Exercise prompt:
Take the entries below and print, exactly, the stretch from the line containing "let module_id = path.into_inner();" through the line containing "use sea_orm::ActiveValue::Set;", both included.

(Stored items from a collection)
* * *

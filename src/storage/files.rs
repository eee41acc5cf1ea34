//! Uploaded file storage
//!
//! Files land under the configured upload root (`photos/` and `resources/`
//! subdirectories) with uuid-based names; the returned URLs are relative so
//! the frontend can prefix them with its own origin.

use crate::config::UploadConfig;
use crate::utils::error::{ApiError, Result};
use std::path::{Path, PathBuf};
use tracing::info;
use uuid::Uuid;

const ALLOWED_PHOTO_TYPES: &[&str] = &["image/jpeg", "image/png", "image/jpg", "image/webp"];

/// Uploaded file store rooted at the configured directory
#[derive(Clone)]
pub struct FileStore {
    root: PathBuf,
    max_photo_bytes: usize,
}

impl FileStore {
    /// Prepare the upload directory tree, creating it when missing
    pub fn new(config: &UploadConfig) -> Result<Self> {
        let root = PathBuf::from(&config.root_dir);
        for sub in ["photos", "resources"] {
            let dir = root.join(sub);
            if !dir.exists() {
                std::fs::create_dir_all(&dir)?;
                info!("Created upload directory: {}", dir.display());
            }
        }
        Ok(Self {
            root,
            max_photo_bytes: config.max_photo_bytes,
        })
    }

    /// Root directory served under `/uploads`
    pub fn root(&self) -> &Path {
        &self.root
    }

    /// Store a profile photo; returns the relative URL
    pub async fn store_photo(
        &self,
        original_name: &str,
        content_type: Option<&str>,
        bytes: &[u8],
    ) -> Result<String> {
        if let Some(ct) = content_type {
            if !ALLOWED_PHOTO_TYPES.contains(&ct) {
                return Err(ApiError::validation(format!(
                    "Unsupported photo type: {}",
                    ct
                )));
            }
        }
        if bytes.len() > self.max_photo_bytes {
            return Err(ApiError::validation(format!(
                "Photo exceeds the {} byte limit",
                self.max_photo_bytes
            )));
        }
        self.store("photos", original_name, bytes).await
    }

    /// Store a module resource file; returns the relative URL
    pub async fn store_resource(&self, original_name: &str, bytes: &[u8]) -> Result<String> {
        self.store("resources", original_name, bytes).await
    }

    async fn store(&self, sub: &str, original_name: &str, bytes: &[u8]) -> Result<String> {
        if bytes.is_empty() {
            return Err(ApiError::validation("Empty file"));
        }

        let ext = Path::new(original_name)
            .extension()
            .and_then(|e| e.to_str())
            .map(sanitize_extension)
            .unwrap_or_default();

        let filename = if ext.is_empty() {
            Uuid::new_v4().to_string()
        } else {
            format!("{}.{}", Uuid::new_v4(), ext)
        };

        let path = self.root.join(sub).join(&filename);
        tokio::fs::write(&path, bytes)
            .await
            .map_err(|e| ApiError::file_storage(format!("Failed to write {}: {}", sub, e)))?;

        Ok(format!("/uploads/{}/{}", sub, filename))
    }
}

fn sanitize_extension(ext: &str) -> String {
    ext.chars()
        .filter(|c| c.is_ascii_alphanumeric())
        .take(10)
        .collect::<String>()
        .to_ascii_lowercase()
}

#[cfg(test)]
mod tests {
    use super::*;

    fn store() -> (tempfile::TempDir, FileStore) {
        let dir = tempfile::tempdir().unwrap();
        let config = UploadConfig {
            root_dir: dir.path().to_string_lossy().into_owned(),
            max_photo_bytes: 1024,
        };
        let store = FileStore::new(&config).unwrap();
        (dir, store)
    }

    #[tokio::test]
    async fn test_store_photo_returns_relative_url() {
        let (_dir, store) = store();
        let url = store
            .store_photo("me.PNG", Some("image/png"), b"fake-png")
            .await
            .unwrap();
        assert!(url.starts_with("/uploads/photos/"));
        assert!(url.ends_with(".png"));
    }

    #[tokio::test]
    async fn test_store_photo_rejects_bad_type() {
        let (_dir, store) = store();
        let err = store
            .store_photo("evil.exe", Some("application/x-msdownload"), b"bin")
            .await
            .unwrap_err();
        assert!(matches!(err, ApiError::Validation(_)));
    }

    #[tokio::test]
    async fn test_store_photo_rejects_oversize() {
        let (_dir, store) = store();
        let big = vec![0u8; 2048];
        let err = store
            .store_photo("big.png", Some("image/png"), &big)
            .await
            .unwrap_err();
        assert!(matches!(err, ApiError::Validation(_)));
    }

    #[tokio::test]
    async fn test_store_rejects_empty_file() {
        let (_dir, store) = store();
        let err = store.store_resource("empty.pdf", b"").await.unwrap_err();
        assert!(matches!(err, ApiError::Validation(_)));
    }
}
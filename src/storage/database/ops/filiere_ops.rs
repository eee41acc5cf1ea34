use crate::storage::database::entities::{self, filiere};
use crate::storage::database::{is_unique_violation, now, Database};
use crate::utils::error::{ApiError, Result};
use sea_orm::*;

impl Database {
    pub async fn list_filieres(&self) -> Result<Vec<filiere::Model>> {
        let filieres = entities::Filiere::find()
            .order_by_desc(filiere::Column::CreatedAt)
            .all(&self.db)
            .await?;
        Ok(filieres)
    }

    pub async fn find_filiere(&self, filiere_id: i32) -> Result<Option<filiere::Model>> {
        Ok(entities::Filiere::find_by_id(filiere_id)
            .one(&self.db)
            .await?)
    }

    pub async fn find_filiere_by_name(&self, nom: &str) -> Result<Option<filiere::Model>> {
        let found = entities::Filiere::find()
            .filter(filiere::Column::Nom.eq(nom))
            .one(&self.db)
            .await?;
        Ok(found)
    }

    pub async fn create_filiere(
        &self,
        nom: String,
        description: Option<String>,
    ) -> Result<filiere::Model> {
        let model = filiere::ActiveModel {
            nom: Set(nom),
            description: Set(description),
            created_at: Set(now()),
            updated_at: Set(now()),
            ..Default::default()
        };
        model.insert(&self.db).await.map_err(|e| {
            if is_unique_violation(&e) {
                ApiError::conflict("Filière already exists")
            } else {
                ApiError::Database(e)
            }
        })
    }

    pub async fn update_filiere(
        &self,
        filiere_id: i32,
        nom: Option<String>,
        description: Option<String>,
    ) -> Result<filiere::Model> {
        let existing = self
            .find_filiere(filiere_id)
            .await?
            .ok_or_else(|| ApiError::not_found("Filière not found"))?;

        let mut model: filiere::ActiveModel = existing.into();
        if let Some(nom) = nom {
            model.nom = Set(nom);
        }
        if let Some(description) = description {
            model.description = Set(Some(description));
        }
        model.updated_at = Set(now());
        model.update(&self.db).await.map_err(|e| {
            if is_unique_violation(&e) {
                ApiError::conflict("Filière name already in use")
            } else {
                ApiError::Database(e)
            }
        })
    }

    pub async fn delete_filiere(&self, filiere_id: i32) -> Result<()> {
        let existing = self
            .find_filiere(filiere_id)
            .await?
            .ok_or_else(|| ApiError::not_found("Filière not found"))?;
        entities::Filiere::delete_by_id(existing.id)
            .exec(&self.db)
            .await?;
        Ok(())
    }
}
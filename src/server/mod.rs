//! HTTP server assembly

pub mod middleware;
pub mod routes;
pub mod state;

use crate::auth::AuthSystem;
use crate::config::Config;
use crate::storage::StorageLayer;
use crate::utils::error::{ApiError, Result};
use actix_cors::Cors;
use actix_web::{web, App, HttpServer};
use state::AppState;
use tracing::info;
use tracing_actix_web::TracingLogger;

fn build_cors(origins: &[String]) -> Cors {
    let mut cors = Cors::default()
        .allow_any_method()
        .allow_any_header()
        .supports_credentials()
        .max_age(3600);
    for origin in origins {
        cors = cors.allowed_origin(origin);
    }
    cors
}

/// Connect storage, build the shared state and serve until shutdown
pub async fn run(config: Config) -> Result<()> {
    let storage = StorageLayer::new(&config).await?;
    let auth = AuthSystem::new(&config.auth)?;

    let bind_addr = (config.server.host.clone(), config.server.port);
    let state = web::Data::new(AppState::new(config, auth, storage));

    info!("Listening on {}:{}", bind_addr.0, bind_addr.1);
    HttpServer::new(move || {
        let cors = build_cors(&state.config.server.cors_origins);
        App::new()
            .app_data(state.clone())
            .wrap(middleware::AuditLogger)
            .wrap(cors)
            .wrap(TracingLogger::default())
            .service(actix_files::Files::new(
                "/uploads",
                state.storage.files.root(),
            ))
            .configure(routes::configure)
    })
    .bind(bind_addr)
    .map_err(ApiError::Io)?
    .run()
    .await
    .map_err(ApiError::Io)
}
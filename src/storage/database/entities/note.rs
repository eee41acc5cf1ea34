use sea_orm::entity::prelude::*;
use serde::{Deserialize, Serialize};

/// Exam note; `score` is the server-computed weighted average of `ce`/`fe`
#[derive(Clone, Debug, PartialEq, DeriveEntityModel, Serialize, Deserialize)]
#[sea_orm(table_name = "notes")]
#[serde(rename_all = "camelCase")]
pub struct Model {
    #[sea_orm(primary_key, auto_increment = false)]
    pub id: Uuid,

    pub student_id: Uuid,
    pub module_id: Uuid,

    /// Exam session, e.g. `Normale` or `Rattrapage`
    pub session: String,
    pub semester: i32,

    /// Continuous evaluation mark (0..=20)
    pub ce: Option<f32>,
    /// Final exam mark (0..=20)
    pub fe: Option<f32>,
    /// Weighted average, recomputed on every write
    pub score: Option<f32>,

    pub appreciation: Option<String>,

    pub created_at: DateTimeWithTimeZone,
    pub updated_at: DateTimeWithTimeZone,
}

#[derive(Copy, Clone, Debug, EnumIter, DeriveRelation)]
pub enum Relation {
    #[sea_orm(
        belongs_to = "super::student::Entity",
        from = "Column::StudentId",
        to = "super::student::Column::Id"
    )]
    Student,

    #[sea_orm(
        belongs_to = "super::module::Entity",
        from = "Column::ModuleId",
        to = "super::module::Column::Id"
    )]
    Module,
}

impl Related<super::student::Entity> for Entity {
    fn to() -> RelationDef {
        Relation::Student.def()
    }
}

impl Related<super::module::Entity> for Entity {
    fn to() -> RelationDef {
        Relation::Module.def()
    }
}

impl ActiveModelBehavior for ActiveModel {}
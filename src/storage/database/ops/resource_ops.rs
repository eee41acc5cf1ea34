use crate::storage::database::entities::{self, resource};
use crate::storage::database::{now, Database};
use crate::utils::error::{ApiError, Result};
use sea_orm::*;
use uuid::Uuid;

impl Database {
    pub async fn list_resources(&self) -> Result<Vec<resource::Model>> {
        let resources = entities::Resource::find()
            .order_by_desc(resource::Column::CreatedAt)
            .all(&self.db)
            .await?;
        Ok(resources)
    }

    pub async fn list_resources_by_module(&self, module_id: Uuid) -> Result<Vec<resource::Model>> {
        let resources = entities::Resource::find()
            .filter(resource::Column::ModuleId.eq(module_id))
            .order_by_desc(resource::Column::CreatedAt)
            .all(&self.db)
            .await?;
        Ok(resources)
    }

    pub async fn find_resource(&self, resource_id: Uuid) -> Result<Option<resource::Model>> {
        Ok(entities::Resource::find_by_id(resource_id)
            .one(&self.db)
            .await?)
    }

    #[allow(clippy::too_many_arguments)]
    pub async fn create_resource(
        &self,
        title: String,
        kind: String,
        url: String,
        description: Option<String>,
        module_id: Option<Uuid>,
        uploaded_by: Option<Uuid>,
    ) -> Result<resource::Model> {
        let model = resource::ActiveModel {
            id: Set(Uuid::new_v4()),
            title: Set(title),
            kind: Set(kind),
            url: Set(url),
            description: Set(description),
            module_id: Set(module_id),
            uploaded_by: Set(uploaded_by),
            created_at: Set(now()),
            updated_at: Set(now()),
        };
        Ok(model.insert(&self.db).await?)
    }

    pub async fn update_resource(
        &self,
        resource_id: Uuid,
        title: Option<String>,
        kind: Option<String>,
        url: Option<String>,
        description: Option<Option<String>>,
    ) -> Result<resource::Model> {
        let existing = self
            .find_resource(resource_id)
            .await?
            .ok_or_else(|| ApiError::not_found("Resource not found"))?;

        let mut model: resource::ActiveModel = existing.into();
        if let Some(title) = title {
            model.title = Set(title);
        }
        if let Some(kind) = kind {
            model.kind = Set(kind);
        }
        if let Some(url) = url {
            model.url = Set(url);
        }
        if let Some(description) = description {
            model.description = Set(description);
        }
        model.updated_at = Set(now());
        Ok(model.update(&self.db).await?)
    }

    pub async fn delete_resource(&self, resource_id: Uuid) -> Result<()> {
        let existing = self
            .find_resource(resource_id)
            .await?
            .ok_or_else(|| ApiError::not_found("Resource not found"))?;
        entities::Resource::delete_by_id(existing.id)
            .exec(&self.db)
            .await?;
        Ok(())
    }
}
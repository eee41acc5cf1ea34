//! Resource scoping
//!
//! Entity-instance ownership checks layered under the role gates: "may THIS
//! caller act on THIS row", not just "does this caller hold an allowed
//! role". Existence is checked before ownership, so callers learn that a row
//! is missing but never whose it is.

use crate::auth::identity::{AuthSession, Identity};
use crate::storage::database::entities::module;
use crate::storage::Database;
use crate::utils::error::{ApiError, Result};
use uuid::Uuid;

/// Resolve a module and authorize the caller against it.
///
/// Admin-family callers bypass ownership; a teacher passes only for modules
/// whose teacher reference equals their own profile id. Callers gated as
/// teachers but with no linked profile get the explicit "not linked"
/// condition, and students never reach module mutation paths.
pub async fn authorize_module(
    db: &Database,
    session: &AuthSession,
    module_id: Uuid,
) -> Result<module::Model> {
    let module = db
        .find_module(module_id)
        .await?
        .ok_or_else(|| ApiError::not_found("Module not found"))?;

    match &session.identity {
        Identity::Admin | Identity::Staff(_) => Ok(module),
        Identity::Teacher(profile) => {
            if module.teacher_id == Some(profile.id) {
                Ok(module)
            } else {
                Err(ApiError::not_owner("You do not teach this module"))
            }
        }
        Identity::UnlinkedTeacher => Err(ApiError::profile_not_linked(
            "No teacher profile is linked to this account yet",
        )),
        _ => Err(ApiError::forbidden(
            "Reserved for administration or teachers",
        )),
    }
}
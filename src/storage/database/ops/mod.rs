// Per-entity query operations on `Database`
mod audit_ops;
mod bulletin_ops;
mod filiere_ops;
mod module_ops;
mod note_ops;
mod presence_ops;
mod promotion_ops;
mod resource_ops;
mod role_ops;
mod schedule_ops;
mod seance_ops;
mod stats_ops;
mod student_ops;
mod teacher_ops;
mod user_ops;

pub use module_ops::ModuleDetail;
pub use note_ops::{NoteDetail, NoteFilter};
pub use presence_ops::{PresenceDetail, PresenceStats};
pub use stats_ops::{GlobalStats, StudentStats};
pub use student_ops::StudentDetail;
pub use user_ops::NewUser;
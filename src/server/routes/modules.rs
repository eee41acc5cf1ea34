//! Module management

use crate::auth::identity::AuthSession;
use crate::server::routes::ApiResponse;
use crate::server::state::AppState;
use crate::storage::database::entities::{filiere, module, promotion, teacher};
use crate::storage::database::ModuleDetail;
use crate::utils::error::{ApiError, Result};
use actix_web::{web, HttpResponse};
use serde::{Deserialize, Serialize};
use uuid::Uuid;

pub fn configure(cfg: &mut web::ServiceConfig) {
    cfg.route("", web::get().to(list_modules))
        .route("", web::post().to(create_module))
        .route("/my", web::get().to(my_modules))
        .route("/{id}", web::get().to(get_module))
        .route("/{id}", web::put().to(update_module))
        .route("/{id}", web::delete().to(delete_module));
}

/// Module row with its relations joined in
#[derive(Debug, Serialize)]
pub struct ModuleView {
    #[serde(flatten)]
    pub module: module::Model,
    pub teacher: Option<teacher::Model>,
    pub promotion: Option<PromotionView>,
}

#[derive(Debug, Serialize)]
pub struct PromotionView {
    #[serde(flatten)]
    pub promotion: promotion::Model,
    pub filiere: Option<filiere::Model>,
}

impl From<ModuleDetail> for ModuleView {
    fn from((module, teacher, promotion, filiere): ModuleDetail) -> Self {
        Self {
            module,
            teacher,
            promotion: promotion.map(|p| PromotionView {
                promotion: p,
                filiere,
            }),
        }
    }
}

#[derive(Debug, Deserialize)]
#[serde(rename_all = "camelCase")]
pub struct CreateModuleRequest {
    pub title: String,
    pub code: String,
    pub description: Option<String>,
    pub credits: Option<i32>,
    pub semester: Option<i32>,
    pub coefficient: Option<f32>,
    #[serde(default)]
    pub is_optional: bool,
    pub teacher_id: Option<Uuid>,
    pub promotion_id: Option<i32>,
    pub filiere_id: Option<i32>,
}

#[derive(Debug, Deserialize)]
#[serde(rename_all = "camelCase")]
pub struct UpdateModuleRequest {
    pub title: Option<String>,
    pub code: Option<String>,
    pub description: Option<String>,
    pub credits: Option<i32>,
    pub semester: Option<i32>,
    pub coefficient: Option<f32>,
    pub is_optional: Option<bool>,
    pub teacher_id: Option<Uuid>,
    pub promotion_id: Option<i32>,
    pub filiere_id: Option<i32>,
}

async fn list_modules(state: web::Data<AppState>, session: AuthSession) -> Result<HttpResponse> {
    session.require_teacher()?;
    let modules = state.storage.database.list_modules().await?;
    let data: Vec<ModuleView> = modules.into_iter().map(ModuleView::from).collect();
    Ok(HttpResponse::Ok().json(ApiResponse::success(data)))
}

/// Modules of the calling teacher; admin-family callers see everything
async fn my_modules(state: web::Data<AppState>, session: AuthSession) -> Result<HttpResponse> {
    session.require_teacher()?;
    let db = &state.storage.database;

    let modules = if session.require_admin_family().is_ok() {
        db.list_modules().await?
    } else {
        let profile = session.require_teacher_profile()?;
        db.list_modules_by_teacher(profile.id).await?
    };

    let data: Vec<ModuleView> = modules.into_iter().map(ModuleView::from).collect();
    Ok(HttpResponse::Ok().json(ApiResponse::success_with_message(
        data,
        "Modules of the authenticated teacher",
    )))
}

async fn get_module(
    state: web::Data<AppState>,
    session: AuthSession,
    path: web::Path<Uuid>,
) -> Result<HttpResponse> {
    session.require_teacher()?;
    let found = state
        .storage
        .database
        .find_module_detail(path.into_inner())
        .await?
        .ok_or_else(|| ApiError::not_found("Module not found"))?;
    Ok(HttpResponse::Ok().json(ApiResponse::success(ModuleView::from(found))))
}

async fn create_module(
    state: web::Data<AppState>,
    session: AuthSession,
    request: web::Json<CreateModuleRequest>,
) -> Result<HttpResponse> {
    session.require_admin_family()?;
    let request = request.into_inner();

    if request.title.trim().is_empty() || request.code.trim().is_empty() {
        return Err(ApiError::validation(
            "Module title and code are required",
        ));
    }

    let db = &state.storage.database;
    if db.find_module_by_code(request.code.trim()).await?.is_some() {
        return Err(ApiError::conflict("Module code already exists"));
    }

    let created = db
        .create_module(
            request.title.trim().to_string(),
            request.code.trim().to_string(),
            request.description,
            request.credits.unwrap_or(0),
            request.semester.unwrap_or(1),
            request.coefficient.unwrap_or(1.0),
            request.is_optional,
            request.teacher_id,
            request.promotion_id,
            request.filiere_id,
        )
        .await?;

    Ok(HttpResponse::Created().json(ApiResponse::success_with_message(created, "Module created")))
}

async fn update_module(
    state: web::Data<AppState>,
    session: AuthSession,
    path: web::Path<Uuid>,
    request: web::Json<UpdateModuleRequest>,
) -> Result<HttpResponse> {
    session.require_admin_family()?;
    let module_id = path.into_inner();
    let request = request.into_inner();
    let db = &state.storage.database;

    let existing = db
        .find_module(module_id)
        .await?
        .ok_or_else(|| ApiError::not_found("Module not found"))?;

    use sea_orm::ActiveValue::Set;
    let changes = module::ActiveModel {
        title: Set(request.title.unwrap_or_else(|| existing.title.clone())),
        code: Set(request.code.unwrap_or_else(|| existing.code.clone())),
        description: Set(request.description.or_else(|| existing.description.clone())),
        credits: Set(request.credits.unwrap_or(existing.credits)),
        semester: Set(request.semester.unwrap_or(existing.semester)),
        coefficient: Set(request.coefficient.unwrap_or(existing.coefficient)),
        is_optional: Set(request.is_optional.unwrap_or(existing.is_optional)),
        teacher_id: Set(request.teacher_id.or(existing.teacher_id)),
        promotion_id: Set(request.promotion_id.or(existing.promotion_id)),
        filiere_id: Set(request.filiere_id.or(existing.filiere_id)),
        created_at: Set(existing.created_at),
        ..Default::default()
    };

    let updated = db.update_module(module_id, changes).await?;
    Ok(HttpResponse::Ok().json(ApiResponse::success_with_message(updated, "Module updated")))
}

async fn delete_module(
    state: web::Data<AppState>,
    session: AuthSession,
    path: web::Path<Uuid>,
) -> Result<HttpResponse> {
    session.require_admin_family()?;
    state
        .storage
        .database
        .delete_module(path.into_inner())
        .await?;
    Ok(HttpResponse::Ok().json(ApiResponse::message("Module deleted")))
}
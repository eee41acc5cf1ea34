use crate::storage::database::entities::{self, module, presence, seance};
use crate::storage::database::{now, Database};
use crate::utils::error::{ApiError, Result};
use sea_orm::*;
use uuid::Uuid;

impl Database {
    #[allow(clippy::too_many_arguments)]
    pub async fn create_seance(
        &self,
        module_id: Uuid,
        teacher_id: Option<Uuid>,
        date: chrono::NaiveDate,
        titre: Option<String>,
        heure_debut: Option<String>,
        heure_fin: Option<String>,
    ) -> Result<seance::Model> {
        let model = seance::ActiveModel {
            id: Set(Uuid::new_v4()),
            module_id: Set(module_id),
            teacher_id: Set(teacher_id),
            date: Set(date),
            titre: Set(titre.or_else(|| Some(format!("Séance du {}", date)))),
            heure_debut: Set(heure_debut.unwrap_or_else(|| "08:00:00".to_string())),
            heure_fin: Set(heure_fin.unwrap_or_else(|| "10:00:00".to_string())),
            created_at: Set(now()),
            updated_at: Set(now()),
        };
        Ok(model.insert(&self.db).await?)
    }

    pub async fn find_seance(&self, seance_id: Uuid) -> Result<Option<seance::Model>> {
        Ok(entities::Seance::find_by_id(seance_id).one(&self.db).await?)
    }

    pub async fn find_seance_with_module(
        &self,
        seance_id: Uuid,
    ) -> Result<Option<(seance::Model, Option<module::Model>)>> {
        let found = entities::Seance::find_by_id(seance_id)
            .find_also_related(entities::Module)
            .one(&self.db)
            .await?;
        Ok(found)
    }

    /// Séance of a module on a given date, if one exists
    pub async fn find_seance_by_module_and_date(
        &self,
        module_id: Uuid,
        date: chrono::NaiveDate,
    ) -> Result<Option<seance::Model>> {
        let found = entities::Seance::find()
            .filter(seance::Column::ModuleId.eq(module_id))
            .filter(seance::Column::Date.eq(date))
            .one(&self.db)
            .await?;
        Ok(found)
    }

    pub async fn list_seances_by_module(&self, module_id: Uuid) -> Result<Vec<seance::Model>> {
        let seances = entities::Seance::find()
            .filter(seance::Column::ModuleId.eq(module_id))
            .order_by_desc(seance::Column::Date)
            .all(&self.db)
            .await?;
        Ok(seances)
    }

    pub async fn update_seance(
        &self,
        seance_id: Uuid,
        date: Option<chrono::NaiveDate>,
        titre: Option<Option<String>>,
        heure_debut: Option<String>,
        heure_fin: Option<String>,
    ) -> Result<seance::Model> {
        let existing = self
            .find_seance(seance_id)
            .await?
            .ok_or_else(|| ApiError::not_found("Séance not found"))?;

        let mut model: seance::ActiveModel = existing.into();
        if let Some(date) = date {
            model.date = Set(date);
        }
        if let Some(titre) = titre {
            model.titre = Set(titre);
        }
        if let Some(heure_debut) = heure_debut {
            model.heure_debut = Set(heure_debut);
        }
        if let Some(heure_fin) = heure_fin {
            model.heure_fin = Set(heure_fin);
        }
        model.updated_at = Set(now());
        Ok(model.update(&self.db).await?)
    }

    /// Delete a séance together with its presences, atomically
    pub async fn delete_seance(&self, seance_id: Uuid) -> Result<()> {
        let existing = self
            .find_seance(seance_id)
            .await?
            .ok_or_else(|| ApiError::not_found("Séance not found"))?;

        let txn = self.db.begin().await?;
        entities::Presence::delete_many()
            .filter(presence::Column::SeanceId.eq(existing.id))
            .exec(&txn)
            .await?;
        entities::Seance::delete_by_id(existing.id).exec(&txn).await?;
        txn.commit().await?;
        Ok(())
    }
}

* * *

Answer box:
    let module_id = path.into_inner();
    let request = request.into_inner();
    let db = &state.storage.database;

    let existing = db
        .find_module(module_id)
        .await?
        .ok_or_else(|| ApiError::not_found("Module not found"))?;

    use sea_orm::ActiveValue::Set;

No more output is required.